|
Bill Pollock's Bormio: Angelinos
I realize after the trip is over that part of the reason I hated my traveling companions no doubt had to do with the fact that they are not of my culture.
They are Angelinos.
It pains me that my great state is somehow conjoined to theirs. We had no idea where to end the reckless abandon called "California" and when we got the second part it seemed just as good to stack it with the other part and call it California too.
For a time, they were the place to be. When modernity and the jet age were new and TV started jumping down in Burbank and 2/3rds of Americas cold war dollars flowed through the region, maybe this was true.
Since then, everything has been coming up NorCal and they really deserve to lick our boots but their sheer numbers compel them to be the stronger part of the state.
One need only look at the relative calamity of our respective earthquakes and what sort of dollars flowed when the disaster ran north or south.
Dotcom was all us as has been the water.
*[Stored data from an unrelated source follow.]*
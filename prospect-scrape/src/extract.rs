//! Paragraph text extraction.

use crate::page::PageDocument;

/// Flatten a page into readable text: every paragraph's trimmed content,
/// empties discarded, joined with single spaces. An empty string is a valid
/// result ("this page says nothing"), not an error.
pub fn extract_text(doc: &PageDocument) -> String {
    doc.paragraphs()
        .iter()
        .map(|p| p.trim())
        .filter(|p| !p.is_empty())
        .collect::<Vec<_>>()
        .join(" ")
}

#[cfg(test)]
mod tests {
    use super::*;
    use url::Url;

    fn doc(html: &str) -> PageDocument {
        PageDocument::new(
            Url::parse("http://example.com").unwrap(),
            html.to_string(),
        )
    }

    #[test]
    fn joins_paragraphs_with_single_spaces() {
        let d = doc("<p>We are a nonprofit.</p><p>Founded in 1998.</p>");
        assert_eq!(extract_text(&d), "We are a nonprofit. Founded in 1998.");
    }

    #[test]
    fn trims_and_discards_empty_paragraphs() {
        let d = doc("<p>  spaced  </p><p>   </p><p></p><p>end</p>");
        assert_eq!(extract_text(&d), "spaced end");
    }

    #[test]
    fn whitespace_only_page_yields_empty_string() {
        let d = doc("<p> \n\t </p><p></p>");
        assert_eq!(extract_text(&d), "");
    }

    #[test]
    fn page_without_paragraphs_yields_empty_string() {
        let d = doc("<div>divs only</div>");
        assert_eq!(extract_text(&d), "");
    }
}
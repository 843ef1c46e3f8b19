use std::collections::HashMap;
use std::sync::{Arc, Mutex};

use async_trait::async_trait;
use prospect_http::HttpError;
use prospect_scrape::page::{FetchError, PageDocument, PageSource};
use prospect_scrape::pipeline::{Pipeline, ProcessingResult};
use url::Url;

/// Scripted page source: canned HTML per URL, scripted failures, and a log
/// of every fetch issued.
#[derive(Default)]
struct ScriptedSource {
    pages: HashMap<String, String>,
    timeouts: HashMap<String, String>,
    log: Mutex<Vec<String>>,
}

impl ScriptedSource {
    fn with_page(mut self, url: &str, html: &str) -> Self {
        self.pages.insert(url.to_string(), html.to_string());
        self
    }

    fn with_timeout(mut self, url: &str, message: &str) -> Self {
        self.timeouts.insert(url.to_string(), message.to_string());
        self
    }

    fn fetched(&self) -> Vec<String> {
        self.log.lock().unwrap().clone()
    }
}

#[async_trait]
impl PageSource for ScriptedSource {
    async fn fetch(&self, url: &Url) -> Result<PageDocument, FetchError> {
        self.log.lock().unwrap().push(url.to_string());
        if let Some(message) = self.timeouts.get(url.as_str()) {
            return Err(FetchError::Http(HttpError::Timeout(message.clone())));
        }
        match self.pages.get(url.as_str()) {
            Some(html) => Ok(PageDocument::new(url.clone(), html.clone())),
            None => Err(FetchError::Http(HttpError::Network(format!(
                "connection refused: {url}"
            )))),
        }
    }
}

const A_HOME: &str = r#"<html><body>
    <a href="/">Home</a>
    <a href="/about">About Us</a>
    <a href="/about-legal">About (legal)</a>
</body></html>"#;

#[tokio::test]
async fn batch_preserves_order_and_isolates_failures() {
    let source = Arc::new(
        ScriptedSource::default()
            .with_page("http://a.test/", A_HOME)
            .with_page("http://a.test/about", "<p>Hello</p>")
            .with_page("http://b.test/", "<html><body><p>World</p></body></html>"),
    );
    let pipeline = Pipeline::new(source);

    let mut cells = Vec::new();
    for raw in ["not a url", "http://a.test", "b.test"] {
        cells.push(pipeline.process_url(raw).await.cell_text());
    }
    assert_eq!(cells, vec!["Invalid URL format", "Hello", "World"]);
}

#[tokio::test]
async fn first_matching_about_link_is_fetched() {
    let source = Arc::new(
        ScriptedSource::default()
            .with_page("http://a.test/", A_HOME)
            .with_page("http://a.test/about", "<p>Hello</p>"),
    );
    let pipeline = Pipeline::new(source.clone());

    let result = pipeline.process_url("http://a.test").await;
    assert_eq!(result, ProcessingResult::Content("Hello".to_string()));
    assert_eq!(
        source.fetched(),
        vec!["http://a.test/".to_string(), "http://a.test/about".to_string()]
    );
}

#[tokio::test]
async fn homepage_fallback_makes_no_second_fetch() {
    let source = Arc::new(ScriptedSource::default().with_page(
        "http://b.test/",
        "<html><body><a href='/contact'>Contact</a><p>World</p></body></html>",
    ));
    let pipeline = Pipeline::new(source.clone());

    let result = pipeline.process_url("b.test").await;
    assert_eq!(result, ProcessingResult::Content("World".to_string()));
    assert_eq!(source.fetched(), vec!["http://b.test/".to_string()]);
}

#[tokio::test]
async fn invalid_input_never_reaches_the_network() {
    let source = Arc::new(ScriptedSource::default());
    let pipeline = Pipeline::new(source.clone());

    for raw in ["", "   ", "not a url", "\t"] {
        assert_eq!(
            pipeline.process_url(raw).await,
            ProcessingResult::InvalidFormat
        );
    }
    assert!(source.fetched().is_empty());
}

#[tokio::test]
async fn homepage_timeout_becomes_error_result() {
    let source = Arc::new(ScriptedSource::default().with_timeout(
        "http://valid.com/",
        "GET http://valid.com/ after 10000ms",
    ));
    let pipeline = Pipeline::new(source);

    let result = pipeline.process_url("valid.com").await;
    assert_eq!(
        result.cell_text(),
        "Error: request timed out: GET http://valid.com/ after 10000ms"
    );
}

#[tokio::test]
async fn about_fetch_failure_does_not_fall_back_to_homepage() {
    // The homepage has perfectly extractable text, but once an about link
    // is found, its fetch failure fails the row.
    let source = Arc::new(
        ScriptedSource::default()
            .with_page(
                "http://a.test/",
                "<a href='/about'>About</a><p>Homepage text</p>",
            )
            .with_timeout("http://a.test/about", "GET http://a.test/about after 10000ms"),
    );
    let pipeline = Pipeline::new(source.clone());

    let result = pipeline.process_url("http://a.test").await;
    assert!(matches!(result, ProcessingResult::Failed(_)));
    assert_eq!(source.fetched().len(), 2);
}

#[tokio::test]
async fn unreachable_host_becomes_error_result() {
    let source = Arc::new(ScriptedSource::default());
    let pipeline = Pipeline::new(source);

    let result = pipeline.process_url("c.test").await;
    assert_eq!(
        result.cell_text(),
        "Error: network error: connection refused: http://c.test/"
    );
}

#[tokio::test]
async fn empty_paragraphs_yield_no_content() {
    let source = Arc::new(
        ScriptedSource::default().with_page("http://d.test/", "<p>  </p><p>\n</p><div>x</div>"),
    );
    let pipeline = Pipeline::new(source);

    let result = pipeline.process_url("d.test").await;
    assert_eq!(result, ProcessingResult::NoContent);
    assert_eq!(result.cell_text(), "No content found");
}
If we cut the southern
part of the state loose they would wither without us but I do not know
the reverse is true.
I have lived all my life in the Northern Republic, I know that culturally we are more like the folks from the Pacific Northwest than those who share our borders.
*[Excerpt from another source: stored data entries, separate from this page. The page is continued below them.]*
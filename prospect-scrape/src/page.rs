//! Page fetching and the parsed-document model.
//!
//! [`PageDocument`] wraps one retrieved page and answers the two questions
//! the pipeline asks of it: which hyperlinks does it carry, and what
//! paragraph text does it contain. Parsing happens on demand inside each
//! accessor so the document itself stays cheap to pass between pipeline
//! stages.

use async_trait::async_trait;
use prospect_http::{HttpClient, HttpError, RequestOpts};
use scraper::{Html, Selector};
use std::time::Duration;
use url::Url;

/// Fixed request timeout for page retrieval.
pub const DEFAULT_FETCH_TIMEOUT: Duration = Duration::from_secs(10);

#[derive(Debug, thiserror::Error)]
pub enum FetchError {
    #[error(transparent)]
    Http(#[from] HttpError),
    #[error("invalid URL: {0}")]
    Url(#[from] url::ParseError),
}

/// One hyperlink with its visible text and raw target.
#[derive(Debug, Clone)]
pub struct PageLink {
    pub text: String,
    pub href: String,
}

/// One successfully retrieved page.
///
/// Holds the URL the fetch was issued against; relative hrefs resolve
/// against it.
#[derive(Debug, Clone)]
pub struct PageDocument {
    url: Url,
    html: String,
}

impl PageDocument {
    pub fn new(url: Url, html: String) -> Self {
        Self { url, html }
    }

    pub fn url(&self) -> &Url {
        &self.url
    }

    /// All hyperlinks carrying an href, in document order.
    pub fn links(&self) -> Vec<PageLink> {
        let doc = Html::parse_document(&self.html);
        let anchors = Selector::parse("a[href]").expect("static selector");
        doc.select(&anchors)
            .filter_map(|a| {
                let href = a.value().attr("href")?.to_string();
                let text = a.text().collect::<String>();
                Some(PageLink { text, href })
            })
            .collect()
    }

    /// The text content of every paragraph element, in document order.
    /// No trimming or filtering here; that is the extractor's job.
    pub fn paragraphs(&self) -> Vec<String> {
        let doc = Html::parse_document(&self.html);
        let paragraphs = Selector::parse("p").expect("static selector");
        doc.select(&paragraphs)
            .map(|p| p.text().collect::<String>())
            .collect()
    }

    /// Resolve an href against this page's URL.
    pub fn resolve(&self, href: &str) -> Option<Url> {
        self.url.join(href).ok()
    }
}

/// Where pages come from. The pipeline only ever talks to this trait, so
/// tests can substitute a scripted source.
#[async_trait]
pub trait PageSource: Send + Sync {
    async fn fetch(&self, url: &Url) -> Result<PageDocument, FetchError>;
}

/// Concrete source backed by the shared HTTP client.
///
/// No retries happen at this layer by default; the orchestrator decides the
/// retry budget and hands it down.
pub struct HttpPageSource {
    http: HttpClient,
    timeout: Duration,
    retries: usize,
}

impl HttpPageSource {
    pub fn new() -> Result<Self, HttpError> {
        Ok(Self {
            http: HttpClient::unanchored()?,
            timeout: DEFAULT_FETCH_TIMEOUT,
            retries: 0,
        })
    }

    pub fn with_timeout(mut self, dur: Duration) -> Self {
        self.timeout = dur;
        self
    }

    pub fn with_retries(mut self, n: usize) -> Self {
        self.retries = n;
        self
    }
}

#[async_trait]
impl PageSource for HttpPageSource {
    async fn fetch(&self, url: &Url) -> Result<PageDocument, FetchError> {
        tracing::debug!(url = %url, "fetching page");
        let html = self
            .http
            .get_text(
                url.as_str(),
                RequestOpts {
                    timeout: Some(self.timeout),
                    retries: Some(self.retries),
                    ..Default::default()
                },
            )
            .await?;
        Ok(PageDocument::new(url.clone(), html))
    }
}
//! Web-content extraction pipeline.
//!
//! Turns one raw spreadsheet cell into one result cell: validate and
//! normalize the URL, fetch the homepage, discover an "About Us" page,
//! fall back to the homepage when none exists, and flatten the winning
//! page's paragraphs into plain text.
//!
//! - URL validation/normalization (`urls`)
//! - Page fetching and the document model (`page`)
//! - About-link discovery (`about`)
//! - Paragraph text extraction (`extract`)
//! - The per-URL orchestrator (`pipeline`)
//!
//! The orchestrator is a total function: every collaborator failure is
//! folded into a [`pipeline::ProcessingResult`], so a batch driver can walk
//! thousands of rows without one bad URL aborting the run.

pub mod about;
pub mod extract;
pub mod page;
pub mod pipeline;
pub mod urls;
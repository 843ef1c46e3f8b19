//! About-link discovery.
//!
//! A homepage usually links to an organizational description page. The
//! heuristic: the first hyperlink whose visible text or href mentions
//! "about", in document order. First match wins; no ranking.

use crate::page::PageDocument;
use url::Url;

/// Scan a homepage for an "About Us"-style link and resolve it to an
/// absolute URL. Candidates whose href cannot be resolved against the page
/// URL are skipped and the scan continues.
pub fn find_about_link(doc: &PageDocument) -> Option<Url> {
    for link in doc.links() {
        if !mentions_about(&link.text) && !mentions_about(&link.href) {
            continue;
        }
        match doc.resolve(&link.href) {
            Some(url) => return Some(url),
            None => {
                tracing::debug!(href = %link.href, "skipping unresolvable about candidate");
            }
        }
    }
    None
}

fn mentions_about(s: &str) -> bool {
    s.to_lowercase().contains("about")
}

#[cfg(test)]
mod tests {
    use super::*;

    fn doc(html: &str) -> PageDocument {
        PageDocument::new(
            Url::parse("http://example.com").unwrap(),
            html.to_string(),
        )
    }

    #[test]
    fn first_match_wins() {
        let d = doc(
            r#"<a href="/">Home</a>
               <a href="/about">About Us</a>
               <a href="/about-team">About the Team</a>"#,
        );
        assert_eq!(
            find_about_link(&d).unwrap().as_str(),
            "http://example.com/about"
        );
    }

    #[test]
    fn matches_on_href_alone() {
        let d = doc(r#"<a href="/company/about-us">Who we are</a>"#);
        assert_eq!(
            find_about_link(&d).unwrap().as_str(),
            "http://example.com/company/about-us"
        );
    }

    #[test]
    fn matches_case_insensitively() {
        let d = doc(r#"<a href="/team">ABOUT</a>"#);
        assert_eq!(
            find_about_link(&d).unwrap().as_str(),
            "http://example.com/team"
        );
    }

    #[test]
    fn absolute_hrefs_pass_through() {
        let d = doc(r#"<a href="https://corp.example.org/about">About</a>"#);
        assert_eq!(
            find_about_link(&d).unwrap().as_str(),
            "https://corp.example.org/about"
        );
    }

    #[test]
    fn no_match_yields_none() {
        let d = doc(r#"<a href="/">Home</a><a href="/contact">Contact</a>"#);
        assert!(find_about_link(&d).is_none());
    }

    #[test]
    fn unresolvable_candidate_is_skipped() {
        let d = doc(
            r#"<a href="http://[bad">About</a>
               <a href="/about">About Us</a>"#,
        );
        assert_eq!(
            find_about_link(&d).unwrap().as_str(),
            "http://example.com/about"
        );
    }
}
Were we to say "In a secessionist fight, who would you to be with, Oregon? Washington?" I would say that they join us.
It is one of the few aspects I feel truly patriotic about in an idiotic sense. If it came to bearing arms for the cause of Northern supremacy, I would be all about it.
This speaks to their bus culture, I presume.
In Northern California we all drive our own cars to the slopes. Even if this is hours or hours, we all take our own transportation.
Not necessarily so in LA. I don't know if its as common as it was
in my Dad's day but he always used to talk about the charter bus
running down to Big Bear or Mammoth or something. The slopes down
there just aren't Tahoe close.
One could see under such circumstances that perhaps leaving the driving to club-provided transportation would be a much better way to go.
Of course, spending so much time in such circles one would be accustomed to a certain standard of living while aboard. Booze, social nonsense, all manner of ill-mannered behavior.
This is a second home after all, the great traveling circus.
I long for the solitude of a private car or at least a civilized bus trip that reminds me less of grade school for alcoholics.
Our travel agent is suprised when the local in Tirano blows her off as a foolish American when she attempts to enjoin him to speak English. Calls him jerky.
Foolish American. Perhaps I too am jerky for such sentiments.
We decide to leave the two fools who took the train back behind, a bold move for a group leader.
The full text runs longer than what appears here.